Coronavirus and the U.S. Stock Market: What Happens Next?

Coronavirus and the U.S. Stock Market: What Happens Next?

March 5, 2020, 7:46 PM

You know you must be a Socialist-in-good-standing when, in the midst of a tumultuous stock market freefall, you lose the South Carolina primary and the market responds by rallying 1300 points to set a new one day record.

Then you lose on Super Tuesday and the market jumps 1200 points. But enough with the Bernie Sanders humor, let’s get down to serious business.

And the serious business I’m referring to is, what are we to make of the coronavirus and its’ effect on the stock market, and more importantly, the U.S. economy? It is afterall, the coronavirus which caused the aforementioned tumultuous market freefall and recent record volatility.

Let’s start by stating that by all accounts the U.S. economy looks fundamentally sound and healthy.

We have a supportive federal reserve bank, a supportive labor market, banks and the U.S. consumer are strong. Historically, when you have a healthy economy then glitches in the stock market tend to be short lived and short term. Markets hate uncertainty. Uncertainty breeds sell offs as traders prefer to play things more safely until they can get a better grasp of the economic and current event landscape.

We’re live in a time of record amounts of information. Record amounts of information coming at us at record breaking speeds. Wall Street traders are having a difficult time calculating and digesting all that’s happening—especially in China, the virus epicenter—where the government has clamped down on communication. If Wall Street can’t figure out what’s happening in the short term, then with markets at an all time record high, instinctively it makes sense for traders to sell.

Can the Trump administration do a better job at alleviating the concerns and uncertainty on Wall Street? In a word, ‘yes’.

In my opinion Vice President Mike Pence is a solid choice by President Trump to lead the coronavirus taskforce. But he needs to be out there everyday addressing the public and media with updates and developments. This will be a significant step forward in helping remove the uncertainty on Wall Street. Secondly, the President—despite the temptation over what his opponents are guilty of—needs to quit blaming the virus hysteria on the media, as was correctly recently pointed out by Charles Gasparino on Fox Business News.

Wall Street traders do not care what Chris Matthews, Joe Scarborough or Whoopi Goldberg have to say. It’s irrelevant. Addressing them only adds to the uncertainty in the minds of traders. Again, keep Mike Pence out there daily and give updates and as much strategic information as possible.

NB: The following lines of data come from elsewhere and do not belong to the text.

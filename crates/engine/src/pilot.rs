//! Pilot - staged execution of a planned placement
//!
//! A plan is made once per piece and then played out one intent at a time:
//! rotate until the target rotation is reached, shift toward the target
//! column, then hard drop. A throttle counter spaces intents out over ticks.
//!
//! The pilot does not care where a plan comes from; the local search and the
//! external advisor both feed it through [`Pilot::set_plan`].

use log::debug;
use tetris_ai_core::{Board, Tetromino};
use tetris_ai_types::{
    GameAction, AI_TICKS_FAST, AI_TICKS_NORMAL, EXTERNAL_TICKS_FAST, EXTERNAL_TICKS_NORMAL,
    FAST_CADENCE_LEVEL,
};

use crate::search::{MoveCandidate, MoveSearch};

/// Ticks between local AI intents at a level
pub fn ai_cadence(level: u32) -> u32 {
    if level >= FAST_CADENCE_LEVEL {
        AI_TICKS_FAST
    } else {
        AI_TICKS_NORMAL
    }
}

/// Ticks between advisor-driven intents at a level
pub fn external_cadence(level: u32) -> u32 {
    if level >= FAST_CADENCE_LEVEL {
        EXTERNAL_TICKS_FAST
    } else {
        EXTERNAL_TICKS_NORMAL
    }
}

#[derive(Debug, Clone, Default, PartialEq, Eq)]
pub struct Pilot {
    plan: Option<MoveCandidate>,
    /// Piece id the current plan was made for
    planned_for: Option<u32>,
    ticks: u32,
}

impl Pilot {
    pub fn new() -> Self {
        Self::default()
    }

    pub fn plan(&self) -> Option<MoveCandidate> {
        self.plan
    }

    pub fn planned_for(&self) -> Option<u32> {
        self.planned_for
    }

    /// True until a plan has been recorded for `piece_id`
    pub fn needs_plan(&self, piece_id: u32) -> bool {
        self.planned_for != Some(piece_id)
    }

    /// Record the plan for a piece; `None` means no candidate was found
    pub fn set_plan(&mut self, piece_id: u32, plan: Option<MoveCandidate>) {
        self.plan = plan;
        self.planned_for = Some(piece_id);
    }

    /// Plan the active piece with `search` unless already planned
    ///
    /// Returns true when a search actually ran.
    pub fn plan_with(&mut self, board: &Board, search: &MoveSearch) -> bool {
        let Some(piece) = board.active() else {
            return false;
        };
        if !self.needs_plan(board.piece_id()) {
            return false;
        }
        let plan = search.find_best_move(board.grid(), piece.kind);
        match plan {
            Some(p) => debug!(
                "planned piece {} ({}): x={} rotation={}",
                board.piece_id(),
                piece.kind.as_str(),
                p.x,
                p.rotation.index()
            ),
            None => debug!("no placement for piece {}", board.piece_id()),
        }
        self.set_plan(board.piece_id(), plan);
        true
    }

    /// Drop the plan after a lock so the next piece gets a fresh one
    pub fn on_piece_placed(&mut self) {
        self.plan = None;
        self.planned_for = None;
    }

    pub fn reset(&mut self) {
        self.on_piece_placed();
        self.ticks = 0;
    }

    /// Count a tick; true once every `every` ticks
    pub fn throttle(&mut self, every: u32) -> bool {
        self.ticks += 1;
        if self.ticks >= every {
            self.ticks = 0;
            true
        } else {
            false
        }
    }

    pub fn reset_throttle(&mut self) {
        self.ticks = 0;
    }

    /// Next intent toward the plan for `piece`
    pub fn next_intent(&self, piece: &Tetromino) -> Option<GameAction> {
        let plan = self.plan?;
        if piece.rotation != plan.rotation {
            return Some(GameAction::RotateCw);
        }
        Some(match piece.x.cmp(&plan.x) {
            std::cmp::Ordering::Less => GameAction::MoveRight,
            std::cmp::Ordering::Greater => GameAction::MoveLeft,
            std::cmp::Ordering::Equal => GameAction::HardDrop,
        })
    }
}
//! Board module - the grid rule set and the live board
//!
//! [`Grid`] owns the cells and is the one implementation of the placement rules
//! (collision, locking, line clearing). The move search clones a `Grid` and runs
//! the same rules on the copy, so it never touches the live cells.
//!
//! [`Board`] wraps a grid with the active piece and the piece generator and
//! exposes the operations a session drives every tick.
//!
//! Coordinates: `(x, y)` with `x` growing rightwards and `y` growing downwards;
//! row 0 is the visible top. Rows above the top (`y < 0`) form the spawn buffer:
//! a piece may overlap it freely, but nothing is ever stored there.

use crate::pieces::Tetromino;
use crate::rng::PieceGenerator;
use crate::snapshot::BoardSnapshot;
use crate::types::{Cell, PieceKind, Rotation, EMPTY, MIN_BOARD_DIM};

/// Fixed-size cell grid, flat row-major storage (`y * width + x`)
#[derive(Debug, Clone, PartialEq, Eq)]
pub struct Grid {
    width: u16,
    height: u16,
    cells: Vec<Cell>,
}

impl Grid {
    /// Create an empty grid
    pub fn new(width: u16, height: u16) -> Self {
        Self {
            width,
            height,
            cells: vec![EMPTY; usize::from(width) * usize::from(height)],
        }
    }

    /// Build a grid from rows, top row first
    ///
    /// Returns `None` for an empty or ragged row set.
    ///
    /// # Examples
    ///
    /// ```
    /// use tetris_ai_core::Grid;
    ///
    /// let grid = Grid::from_rows(&[vec![0, 0, 0, 0], vec![1, 1, 0, 1]]).unwrap();
    /// assert_eq!(grid.width(), 4);
    /// assert_eq!(grid.height(), 2);
    /// assert_eq!(grid.get(3, 1), Some(1));
    /// ```
    pub fn from_rows(rows: &[Vec<Cell>]) -> Option<Self> {
        let width = rows.first()?.len();
        if width == 0 || rows.iter().any(|row| row.len() != width) {
            return None;
        }
        Some(Self {
            width: u16::try_from(width).ok()?,
            height: u16::try_from(rows.len()).ok()?,
            cells: rows.concat(),
        })
    }

    #[inline(always)]
    fn index(&self, x: i32, y: i32) -> Option<usize> {
        if x < 0 || y < 0 || x >= i32::from(self.width) || y >= i32::from(self.height) {
            return None;
        }
        Some(y as usize * usize::from(self.width) + x as usize)
    }

    pub fn width(&self) -> u16 {
        self.width
    }

    pub fn height(&self) -> u16 {
        self.height
    }

    /// Cell at `(x, y)`, `None` when out of bounds
    pub fn get(&self, x: i32, y: i32) -> Option<Cell> {
        self.index(x, y).map(|idx| self.cells[idx])
    }

    /// Set the cell at `(x, y)`; returns false when out of bounds
    pub fn set(&mut self, x: i32, y: i32, cell: Cell) -> bool {
        match self.index(x, y) {
            Some(idx) => {
                self.cells[idx] = cell;
                true
            }
            None => false,
        }
    }

    pub fn is_occupied(&self, x: i32, y: i32) -> bool {
        matches!(self.get(x, y), Some(c) if c != EMPTY)
    }

    /// Flat row-major view of every cell
    pub fn cells(&self) -> &[Cell] {
        &self.cells
    }

    /// One row, top row is 0
    pub fn row(&self, y: usize) -> &[Cell] {
        let w = usize::from(self.width);
        &self.cells[y * w..(y + 1) * w]
    }

    /// Rows from top to bottom
    pub fn rows(&self) -> impl Iterator<Item = &[Cell]> + '_ {
        self.cells.chunks(usize::from(self.width).max(1))
    }

    /// Copy out as nested rows, top row first
    pub fn to_rows(&self) -> Vec<Vec<Cell>> {
        self.rows().map(<[Cell]>::to_vec).collect()
    }

    pub fn occupied_count(&self) -> usize {
        self.cells.iter().filter(|&&c| c != EMPTY).count()
    }

    /// Zero every cell
    pub fn clear(&mut self) {
        self.cells.fill(EMPTY);
    }

    /// Whether `piece`, shifted by `(dx, dy)` and turned to `rotation`, fits
    ///
    /// Every mino must be inside `[0, width)` horizontally and above the floor.
    /// Minos in the spawn buffer (`y < 0`) are always allowed; the rest must land
    /// on empty cells.
    pub fn can_place(&self, piece: &Tetromino, dx: i32, dy: i32, rotation: Rotation) -> bool {
        let moved = Tetromino {
            rotation,
            x: piece.x + dx,
            y: piece.y + dy,
            ..*piece
        };
        moved.cells().iter().all(|&(x, y)| {
            if x < 0 || x >= i32::from(self.width) || y >= i32::from(self.height) {
                return false;
            }
            y < 0 || !self.is_occupied(x, y)
        })
    }

    /// Write the visible minos of `piece` with its color tag
    ///
    /// Returns false when any mino is still in the spawn buffer; the visible
    /// part is written regardless.
    pub fn lock_piece(&mut self, piece: &Tetromino) -> bool {
        let color = piece.color_id();
        let mut clean = true;
        for (x, y) in piece.cells() {
            if y < 0 {
                clean = false;
                continue;
            }
            self.set(x, y, color);
        }
        clean
    }

    /// A row is full when no column is empty
    pub fn is_row_full(&self, y: usize) -> bool {
        y < usize::from(self.height) && self.row(y).iter().all(|&c| c != EMPTY)
    }

    pub fn count_full_rows(&self) -> usize {
        (0..usize::from(self.height))
            .filter(|&y| self.is_row_full(y))
            .count()
    }

    /// Remove all full rows, compacting the rest downward; returns rows removed
    ///
    /// Two-pointer scan from the bottom: surviving rows are copied down to the
    /// write cursor and the vacated rows at the top are zero-filled.
    pub fn clear_full_rows(&mut self) -> usize {
        let width = usize::from(self.width);
        let height = usize::from(self.height);
        let mut write_y = height;
        let mut cleared = 0;

        for read_y in (0..height).rev() {
            if self.is_row_full(read_y) {
                cleared += 1;
                continue;
            }
            write_y -= 1;
            if write_y != read_y {
                let src = read_y * width;
                self.cells.copy_within(src..src + width, write_y * width);
            }
        }

        self.cells[..write_y * width].fill(EMPTY);
        cleared
    }

    /// Row `piece` would come to rest in if dropped straight down
    pub fn landing_y(&self, piece: &Tetromino) -> i32 {
        let mut dy = 0;
        while self.can_place(piece, 0, dy + 1, piece.rotation) {
            dy += 1;
        }
        piece.y + dy
    }
}

/// Live board: grid, active piece and piece supply
#[derive(Debug, Clone)]
pub struct Board {
    grid: Grid,
    active: Option<Tetromino>,
    generator: PieceGenerator,
    /// Increments on every successful spawn
    piece_id: u32,
}

impl Board {
    /// # Panics
    ///
    /// Panics if either dimension is below `MIN_BOARD_DIM`.
    pub fn new(width: u16, height: u16, seed: u32) -> Self {
        Self::with_generator(width, height, PieceGenerator::new(seed))
    }

    /// `None` when either dimension is below `MIN_BOARD_DIM`
    pub fn try_new(width: u16, height: u16, seed: u32) -> Option<Self> {
        (width >= MIN_BOARD_DIM && height >= MIN_BOARD_DIM).then(|| Self::new(width, height, seed))
    }

    /// # Panics
    ///
    /// Panics if either dimension is below `MIN_BOARD_DIM`.
    pub fn with_generator(width: u16, height: u16, generator: PieceGenerator) -> Self {
        assert!(
            width >= MIN_BOARD_DIM && height >= MIN_BOARD_DIM,
            "board {width}x{height} is smaller than {MIN_BOARD_DIM}x{MIN_BOARD_DIM}"
        );
        Self {
            grid: Grid::new(width, height),
            active: None,
            generator,
            piece_id: 0,
        }
    }

    pub fn grid(&self) -> &Grid {
        &self.grid
    }

    #[cfg(test)]
    pub(crate) fn grid_mut(&mut self) -> &mut Grid {
        &mut self.grid
    }

    pub fn width(&self) -> u16 {
        self.grid.width
    }

    pub fn height(&self) -> u16 {
        self.grid.height
    }

    pub fn active(&self) -> Option<&Tetromino> {
        self.active.as_ref()
    }

    pub fn piece_id(&self) -> u32 {
        self.piece_id
    }

    /// Kind the next spawn will use
    pub fn next_kind(&self) -> PieceKind {
        self.generator.peek()
    }

    /// Spawn a new active piece from the generator
    ///
    /// Returns false and leaves no active piece when the spawn position collides.
    pub fn spawn(&mut self) -> bool {
        let piece = Tetromino::spawn(self.generator.draw(), self.grid.width);
        if !self.grid.can_place(&piece, 0, 0, piece.rotation) {
            self.active = None;
            return false;
        }
        self.active = Some(piece);
        self.piece_id = self.piece_id.wrapping_add(1);
        true
    }

    /// Check a hypothetical displacement of `piece` against the grid (pure)
    pub fn can_move(&self, piece: &Tetromino, dx: i32, dy: i32, rotation: Rotation) -> bool {
        self.grid.can_place(piece, dx, dy, rotation)
    }

    fn try_shift(&mut self, dx: i32, dy: i32) -> bool {
        let Some(piece) = self.active.as_mut() else {
            return false;
        };
        if !self.grid.can_place(piece, dx, dy, piece.rotation) {
            return false;
        }
        piece.x += dx;
        piece.y += dy;
        true
    }

    pub fn move_left(&mut self) -> bool {
        self.try_shift(-1, 0)
    }

    pub fn move_right(&mut self) -> bool {
        self.try_shift(1, 0)
    }

    /// Rotate clockwise in place; a colliding rotation is rejected, never kicked
    pub fn rotate_cw(&mut self) -> bool {
        let Some(piece) = self.active.as_mut() else {
            return false;
        };
        let next = piece.rotation.rotate_cw();
        if !self.grid.can_place(piece, 0, 0, next) {
            return false;
        }
        piece.rotation = next;
        true
    }

    /// Move down one row; false means the piece has landed (or there is none)
    pub fn soft_drop_step(&mut self) -> bool {
        self.try_shift(0, 1)
    }

    /// Drop to the landing row without locking; returns rows travelled
    pub fn hard_drop(&mut self) -> u32 {
        let mut rows = 0;
        while self.soft_drop_step() {
            rows += 1;
        }
        rows
    }

    /// Lock the active piece into the grid and clear it
    ///
    /// Returns false on overflow (a mino above the visible top). With no active
    /// piece this is a no-op that reports success.
    pub fn lock_current(&mut self) -> bool {
        match self.active.take() {
            Some(piece) => self.grid.lock_piece(&piece),
            None => true,
        }
    }

    /// Remove full rows; returns how many were removed
    pub fn clear_full_lines(&mut self) -> usize {
        self.grid.clear_full_rows()
    }

    /// Empty the grid and drop the active piece; does not spawn
    pub fn reset(&mut self) {
        self.grid.clear();
        self.active = None;
    }

    /// Immutable copy of the board for rendering or planning
    pub fn snapshot(&self) -> BoardSnapshot {
        BoardSnapshot {
            grid: self.grid.clone(),
            active: self.active,
            next: self.generator.peek(),
            piece_id: self.piece_id,
        }
    }
}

To put this into proper market perspective—when we have seen pullbacks of 10% in the context of a bull market which we currently have—in the vast majority of instances the stock market has then gone on to produce double digit returns over the next 12 months. Let that sink in for a moment.

We only have 139 cases currently in the U.S. The economy is fundamentally sound. China is likely not going to become a third world nation. Short term we will see market volatility. Long term the bull market continues. Now, if we can only figure out how to keep Bernie in the race.